Hospitals reported treating at least seven patients from the shooting, though their conditions weren’t released. Two of the officers were airlifted to trauma centers in Chicago, Ziman said. Officials did not say the total number of people injured other than the police officers. Police said they did not know his motive.

Live TV reports showed dozens of first responder vehicles outside a building housing the Henry Pratt Co. in Aurora, a city of about 200,000 people about 40 miles (65 kilometers) west of Chicago.

Several ATF teams responded to the shooting and were at the scene, according to the agency’s Chicago spokeswoman, and the FBI said it also was responding.

John Probst, an employee at the Henry Pratt Co. in Aurora, told ABC7 that he ran out of the back door as the shooting unfolded Friday afternoon. Probst says he recognized the gunman and that he works for the company.

“What I saw was the guy running down the aisle with a pistol with a laser on it,” Probst said.

Probst said he wasn’t hurt but that another colleague was “bleeding pretty bad.”

The company makes valves for industrial purposes.

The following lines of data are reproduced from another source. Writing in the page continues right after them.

//! Client-side validation of the add-customer form

use std::sync::LazyLock;

use regex::Regex;

use crate::models::{CustomerDraft, FieldErrors};

// Unanchored: any `x@y.z` run inside the value is accepted.
static EMAIL_PATTERN: LazyLock<Regex> =
    LazyLock::new(|| Regex::new(r"\S+@\S+\.\S+").expect("email pattern is a valid regex"));

pub fn is_valid_email(email: &str) -> bool {
    !email.is_empty() && EMAIL_PATTERN.is_match(email)
}

/// Compute per-field error flags for a draft
pub fn validate(draft: &CustomerDraft) -> FieldErrors {
    FieldErrors {
        first_name: draft.first_name.is_empty(),
        last_name: draft.last_name.is_empty(),
        email: !is_valid_email(&draft.email),
    }
}
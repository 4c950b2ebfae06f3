//! Customer Desk - Actor-based customer management client
//!
//! Architecture:
//! - UI Layer (Ratatui) - synchronous terminal rendering
//! - App Layer - central state machine processing events
//! - Network Layer (Tokio) - async HTTP execution

use std::io;
use std::time::Duration;

use crossterm::{
    event::{self, Event},
    execute,
    terminal::{disable_raw_mode, enable_raw_mode, EnterAlternateScreen, LeaveAlternateScreen},
};
use ratatui::prelude::*;
use tokio::sync::mpsc;

use customer_desk::config::Config;
use customer_desk::constants::LOG_FILE_NAME;
use customer_desk::messages::ui_events::key_to_ui_event;
use customer_desk::ui::draw_ui;
use customer_desk::{AppActor, NetworkActor, NetworkCommand, NetworkResponse, RenderState, UiEvent};

/// Terminal cleanup guard
struct TerminalGuard;

impl Drop for TerminalGuard {
    fn drop(&mut self) {
        let _ = disable_raw_mode();
        let _ = execute!(io::stdout(), LeaveAlternateScreen);
    }
}

#[tokio::main]
async fn main() -> anyhow::Result<()> {
    let config = Config::from_env();

    // Initialize logging to file
    let file_appender = tracing_appender::rolling::never(&config.log_dir, LOG_FILE_NAME);
    let (non_blocking, _log_guard) = tracing_appender::non_blocking(file_appender);
    tracing_subscriber::fmt()
        .with_writer(non_blocking)
        .with_ansi(false)
        .init();

    tracing::info!(api = %config.api_base_url, "Starting customer desk");

    // Terminal setup
    enable_raw_mode()?;
    let mut stdout = io::stdout();
    execute!(stdout, EnterAlternateScreen)?;
    let _guard = TerminalGuard;

    let backend = CrosstermBackend::new(stdout);
    let mut terminal = Terminal::new(backend)?;

    // Create channels
    let (ui_tx, ui_rx) = mpsc::unbounded_channel::<UiEvent>();
    let (net_cmd_tx, net_cmd_rx) = mpsc::unbounded_channel::<NetworkCommand>();
    let (net_resp_tx, net_resp_rx) = mpsc::unbounded_channel::<NetworkResponse>();
    let (render_tx, mut render_rx) = mpsc::unbounded_channel::<RenderState>();

    // Spawn network actor
    let network_actor = NetworkActor::new(&config, net_resp_tx);
    tokio::spawn(network_actor.run(net_cmd_rx));

    // Spawn app actor
    let app_actor = AppActor::new(net_cmd_tx, render_tx);
    tokio::spawn(app_actor.run(ui_rx, net_resp_rx));

    run_ui_loop(&mut terminal, ui_tx, &mut render_rx).await?;

    tracing::info!("Shutting down");
    Ok(())
}

/// Run the synchronous UI rendering loop
async fn run_ui_loop(
    terminal: &mut Terminal<impl Backend>,
    ui_tx: mpsc::UnboundedSender<UiEvent>,
    render_rx: &mut mpsc::UnboundedReceiver<RenderState>,
) -> anyhow::Result<()> {
    let mut current_state = RenderState::default();

    loop {
        terminal.draw(|f| draw_ui(f, &current_state))?;

        // Poll for events with timeout
        if event::poll(Duration::from_millis(50))? {
            if let Event::Key(key) = event::read()? {
                if let Some(event) =
                    key_to_ui_event(key, current_state.dialog.open, current_state.show_help)
                {
                    let quit = matches!(event, UiEvent::Quit);
                    let _ = ui_tx.send(event);
                    if quit {
                        break;
                    }
                }
            }
        }

        // Check for state updates (non-blocking)
        while let Ok(state) = render_rx.try_recv() {
            current_state = state;
        }
    }

    Ok(())
}
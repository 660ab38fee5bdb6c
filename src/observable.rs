use std::cell::RefCell;
use std::collections::HashMap;
use std::rc::{Rc, Weak};

use crate::chain::ChainObserver;
use crate::error::{Error, Result};
use crate::observer::{next_id, Observer, ObserverRecord, TargetId};
use crate::path;
use crate::run_loop::{self, RunLoop};
use crate::value::Value;

/// Key observers registered under this name fire for every key.
pub(crate) const ANY_KEY: &str = "*";

#[derive(Debug, Clone, Copy, PartialEq, Eq, Hash, PartialOrd, Ord)]
pub struct ObjectId(pub(crate) u64);

impl std::fmt::Display for ObjectId {
  fn fmt(&self, f: &mut std::fmt::Formatter<'_>) -> std::fmt::Result {
    write!(f, "object#{}", self.0)
  }
}

type Accessor = Rc<dyn Fn(&Object, &str, Option<Value>) -> Value>;
type Method = Rc<dyn Fn(&Object, &[Value]) -> Value>;
type UnknownProperty = Rc<dyn Fn(&Object, &str) -> Value>;

/// A computed property.
///
/// The accessor receives the key and, for a `set`, the proposed value; what it
/// returns is the property's value (and, if cacheable, what gets cached until
/// one of its dependent keys changes).
#[derive(Clone)]
pub struct Computed {
  accessor: Accessor,
  cacheable: bool,
  dependent_keys: Vec<String>,
}

impl Computed {
  pub fn new<F>(accessor: F) -> Self
  where F: Fn(&Object, &str, Option<Value>) -> Value + 'static
  {
    Self {
      accessor: Rc::new(accessor),
      cacheable: false,
      dependent_keys: vec![],
    }
  }

  /// A read-only computed property. Sets are ignored.
  pub fn getter<F>(getter: F) -> Self
  where F: Fn(&Object) -> Value + 'static
  {
    Self::new(move |obj, _, _| getter(obj))
  }

  pub fn cacheable(mut self) -> Self {
    self.cacheable = true;
    self
  }

  /// Keys (or paths) whose change invalidates this property.
  pub fn property<I, S>(mut self, keys: I) -> Self
  where I: IntoIterator<Item = S>, S: Into<String>
  {
    self.dependent_keys.extend(keys.into_iter().map(Into::into));
    self
  }
}

#[derive(Default)]
struct ObjectState {
  props: HashMap<String, Value>,
  computed: HashMap<String, Computed>,
  cache: HashMap<String, Value>,
  methods: HashMap<String, Method>,
  unknown_property: Option<UnknownProperty>,
  // key -> keys that must be invalidated when it changes
  dependents: HashMap<String, Vec<String>>,
  observers: HashMap<String, Vec<ObserverRecord>>,
  chains: Vec<Rc<ChainObserver>>,
  change_depth: usize,
  pending: Vec<String>,
  previous: HashMap<String, Value>,
  queued: bool,
  revision: u64,
  frozen: bool,
  destroyed: bool,
}

impl ObjectState {
  /// Drops cached values for `key` and everything that transitively depends
  /// on it. Returns all affected keys, `key` first.
  fn invalidate(&mut self, key: &str, keep_cache: bool) -> Vec<String> {
    if !keep_cache {
      self.cache.remove(key);
    }
    let mut affected = vec![key.to_string()];
    let mut cursor = 0;
    while cursor < affected.len() {
      let current = affected[cursor].clone();
      cursor += 1;
      let Some(dependents) = self.dependents.get(&current) else { continue };
      for dependent in dependents {
        if !affected.contains(dependent) {
          self.cache.remove(dependent);
          affected.push(dependent.clone());
        }
      }
    }
    affected
  }
}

The White House said President Donald Trump was briefed on the shooting and monitoring the situation as he prepared to depart for a weekend trip to his home in Palm Beach, Florida.

Presence Mercy Medical Center was treating two patients and a third had been transferred by helicopter to another hospital, spokesman Matt Wakely said. Advocate Good Samaritan Hospital and Advocate Lutheran General Hospital each had one patient from the shooting, spokeswoman Kate Eller said. Rush Copley Medical Center received three patients from the shooting and all are being treated for non-life threatening injuries, spokeswoman Courtney Satlak said.